» **PROBLEM DETAILS**:
Once you have read the records below, report how many lines contain the word "trim", and give nothing besides that number.

━━━━━━━━━━

//! Schema validation
//!
//! A [`Schema`] is a named column contract with a coercion policy and a
//! strictness policy. [`Schema::check`] coerces cells toward their declared
//! types (when `coerce` is set), then type checks every column and returns a
//! conforming [`Table`] or the first violation found.

pub mod records;
pub mod table;

pub use records::{
    FeatureImportances, Inputs, OutputMetadata, OutputRecord, Outputs, ShapValues, Targets,
};
pub use table::{json_type_name, Column, Table};

use chrono::{DateTime, NaiveDateTime};
use serde::{Deserialize, Serialize};
use serde_json::{Number, Value};

use crate::error::{ModelOpsError, Result, SchemaViolation};

/// Column data type
#[derive(Debug, Clone, PartialEq, Serialize, Deserialize)]
#[serde(rename_all = "snake_case")]
pub enum DType {
    String,
    /// ISO-8601 timestamp stored as a string
    Timestamp,
    Float32,
    Float64,
    Int64,
    Bool,
    /// Nested record with its own field contract
    Record(Vec<ColumnSpec>),
    /// Homogeneous sequence
    List(Box<DType>),
}

impl DType {
    /// Short descriptor used in errors and signatures
    pub fn name(&self) -> String {
        match self {
            DType::String => "string".to_string(),
            DType::Timestamp => "timestamp".to_string(),
            DType::Float32 => "float32".to_string(),
            DType::Float64 => "float64".to_string(),
            DType::Int64 => "int64".to_string(),
            DType::Bool => "bool".to_string(),
            DType::Record(_) => "record".to_string(),
            DType::List(inner) => format!("list<{}>", inner.name()),
        }
    }

    /// Best-effort conversion of a cell toward this type
    ///
    /// Cells that cannot be converted are returned unchanged so the type
    /// check reports them.
    pub fn coerce(&self, value: Value) -> Value {
        if value.is_null() {
            return value;
        }
        match self {
            DType::String | DType::Timestamp => match value {
                Value::Number(n) => Value::String(n.to_string()),
                Value::Bool(b) => Value::String(b.to_string()),
                other => other,
            },
            DType::Float32 | DType::Float64 => {
                let float = match &value {
                    Value::Number(n) => n.as_f64(),
                    Value::String(s) => s.trim().parse::<f64>().ok(),
                    Value::Bool(b) => Some(if *b { 1.0 } else { 0.0 }),
                    _ => None,
                };
                float
                    .and_then(Number::from_f64)
                    .map(Value::Number)
                    .unwrap_or(value)
            }
            DType::Int64 => {
                let int = match &value {
                    Value::Number(n) => n.as_i64().or_else(|| {
                        n.as_f64()
                            .filter(|f| f.fract() == 0.0 && f.abs() < i64::MAX as f64)
                            .map(|f| f as i64)
                    }),
                    Value::String(s) => s.trim().parse::<i64>().ok(),
                    Value::Bool(b) => Some(i64::from(*b)),
                    _ => None,
                };
                int.map(|i| Value::Number(i.into())).unwrap_or(value)
            }
            DType::Bool => match &value {
                Value::String(s) => match s.trim().to_ascii_lowercase().as_str() {
                    "true" => Value::Bool(true),
                    "false" => Value::Bool(false),
                    _ => value,
                },
                Value::Number(n) => match n.as_i64() {
                    Some(0) => Value::Bool(false),
                    Some(1) => Value::Bool(true),
                    _ => value,
                },
                _ => value,
            },
            DType::Record(fields) => {
                let value = match value {
                    Value::String(s) => match serde_json::from_str::<Value>(&s) {
                        Ok(parsed @ Value::Object(_)) => parsed,
                        _ => Value::String(s),
                    },
                    other => other,
                };
                match value {
                    Value::Object(mut object) => {
                        for field in fields {
                            if let Some(cell) = object.remove(&field.name) {
                                object.insert(field.name.clone(), field.dtype.coerce(cell));
                            }
                        }
                        Value::Object(object)
                    }
                    other => other,
                }
            }
            DType::List(inner) => {
                let value = match value {
                    Value::String(s) => match serde_json::from_str::<Value>(&s) {
                        Ok(parsed @ Value::Array(_)) => parsed,
                        _ => Value::String(s),
                    },
                    other => other,
                };
                match value {
                    Value::Array(items) => {
                        Value::Array(items.into_iter().map(|v| inner.coerce(v)).collect())
                    }
                    other => other,
                }
            }
        }
    }

    /// Type check a non-null cell; `path` names the column for errors
    fn check(&self, path: &str, value: &Value, row: usize) -> Result<()> {
        let wrong_type = || {
            ModelOpsError::schema(
                path,
                SchemaViolation::WrongType {
                    expected: self.name(),
                    actual: json_type_name(value).to_string(),
                },
            )
        };

        match self {
            DType::String => value.as_str().map(|_| ()).ok_or_else(wrong_type),
            DType::Timestamp => match value.as_str() {
                Some(s) if is_iso8601(s) => Ok(()),
                Some(_) => Err(ModelOpsError::schema(
                    path,
                    SchemaViolation::WrongType {
                        expected: self.name(),
                        actual: "string".to_string(),
                    },
                )),
                None => Err(wrong_type()),
            },
            DType::Float32 | DType::Float64 => {
                value.as_f64().map(|_| ()).ok_or_else(wrong_type)
            }
            DType::Int64 => value.as_i64().map(|_| ()).ok_or_else(wrong_type),
            DType::Bool => value.as_bool().map(|_| ()).ok_or_else(wrong_type),
            DType::Record(fields) => {
                let object = value.as_object().ok_or_else(wrong_type)?;
                for field in fields {
                    let field_path = format!("{}.{}", path, field.name);
                    match object.get(&field.name) {
                        None if field.required => {
                            return Err(ModelOpsError::schema(
                                field_path,
                                SchemaViolation::MissingColumn,
                            ))
                        }
                        None => {}
                        Some(Value::Null) if field.nullable => {}
                        Some(Value::Null) => {
                            return Err(ModelOpsError::schema(
                                field_path,
                                SchemaViolation::NullValue { row },
                            ))
                        }
                        Some(cell) => field.dtype.check(&field_path, cell, row)?,
                    }
                }
                Ok(())
            }
            DType::List(inner) => {
                let items = value.as_array().ok_or_else(wrong_type)?;
                for item in items {
                    if item.is_null() {
                        return Err(ModelOpsError::schema(
                            path,
                            SchemaViolation::NullValue { row },
                        ));
                    }
                    inner.check(path, item, row)?;
                }
                Ok(())
            }
        }
    }
}

fn is_iso8601(s: &str) -> bool {
    DateTime::parse_from_rfc3339(s).is_ok()
        || NaiveDateTime::parse_from_str(s, "%Y-%m-%dT%H:%M:%S%.f").is_ok()
        || NaiveDateTime::parse_from_str(s, "%Y-%m-%d %H:%M:%S%.f").is_ok()
}

/// Contract for one column (or one field of a record column)
#[derive(Debug, Clone, PartialEq, Serialize, Deserialize)]
pub struct ColumnSpec {
    /// Column name
    pub name: String,
    /// Declared type
    pub dtype: DType,
    /// Whether the column must be present
    pub required: bool,
    /// Whether null cells are allowed
    pub nullable: bool,
}

impl ColumnSpec {
    /// Required, non-nullable column
    pub fn new(name: impl Into<String>, dtype: DType) -> Self {
        Self {
            name: name.into(),
            dtype,
            required: true,
            nullable: false,
        }
    }

    /// Mark the column optional
    pub fn optional(mut self) -> Self {
        self.required = false;
        self
    }

    /// Allow null cells
    pub fn nullable(mut self) -> Self {
        self.nullable = true;
        self
    }
}

/// Named column contract
#[derive(Debug, Clone, PartialEq, Serialize, Deserialize)]
pub struct Schema {
    /// Schema name, used in logs
    pub name: String,
    /// Declared columns, in output order
    pub columns: Vec<ColumnSpec>,
    /// Attempt type conversion before checking
    pub coerce: bool,
    /// Reject undeclared columns
    pub strict: bool,
    /// Type applied to undeclared columns in non-strict schemas
    pub default_dtype: Option<DType>,
}

impl Schema {
    /// Create a coercing, strict schema
    pub fn new(name: impl Into<String>, columns: Vec<ColumnSpec>) -> Self {
        Self {
            name: name.into(),
            columns,
            coerce: true,
            strict: true,
            default_dtype: None,
        }
    }

    /// Set the coercion policy
    pub fn with_coerce(mut self, coerce: bool) -> Self {
        self.coerce = coerce;
        self
    }

    /// Set the strictness policy
    pub fn with_strict(mut self, strict: bool) -> Self {
        self.strict = strict;
        self
    }

    /// Set the type of undeclared columns
    pub fn with_default_dtype(mut self, dtype: DType) -> Self {
        self.default_dtype = Some(dtype);
        self
    }

    pub fn spec(&self, name: &str) -> Option<&ColumnSpec> {
        self.columns.iter().find(|c| c.name == name)
    }

    /// Validate a table, returning a conforming copy
    ///
    /// Declared columns come first in declared order, followed by undeclared
    /// columns when the schema is not strict. The row count never changes.
    pub fn check(&self, table: &Table) -> Result<Table> {
        let mut out = Table::new();

        for spec in &self.columns {
            let column = match table.column(&spec.name) {
                Some(column) => column,
                None if spec.required => {
                    return Err(ModelOpsError::schema(
                        &spec.name,
                        SchemaViolation::MissingColumn,
                    ))
                }
                None => continue,
            };
            out.push_column(self.check_column(column, &spec.dtype, spec.nullable)?)?;
        }

        for column in table.columns() {
            if self.spec(&column.name).is_some() {
                continue;
            }
            if self.strict {
                return Err(ModelOpsError::schema(
                    &column.name,
                    SchemaViolation::UnexpectedColumn,
                ));
            }
            let checked = match &self.default_dtype {
                Some(dtype) => self.check_column(column, dtype, true)?,
                None => column.clone(),
            };
            out.push_column(checked)?;
        }

        tracing::debug!(schema = %self.name, rows = out.height(), "Schema check passed");
        Ok(out)
    }

    fn check_column(&self, column: &Column, dtype: &DType, nullable: bool) -> Result<Column> {
        let values: Vec<Value> = if self.coerce {
            column.values.iter().cloned().map(|v| dtype.coerce(v)).collect()
        } else {
            column.values.clone()
        };

        for (row, value) in values.iter().enumerate() {
            if value.is_null() {
                if !nullable {
                    return Err(ModelOpsError::schema(
                        &column.name,
                        SchemaViolation::NullValue { row },
                    ));
                }
                continue;
            }
            dtype.check(&column.name, value, row)?;
        }

        Ok(Column::new(column.name.clone(), values))
    }
}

━━━━━━━━━━

» **WRITTEN RESPONSE**:
3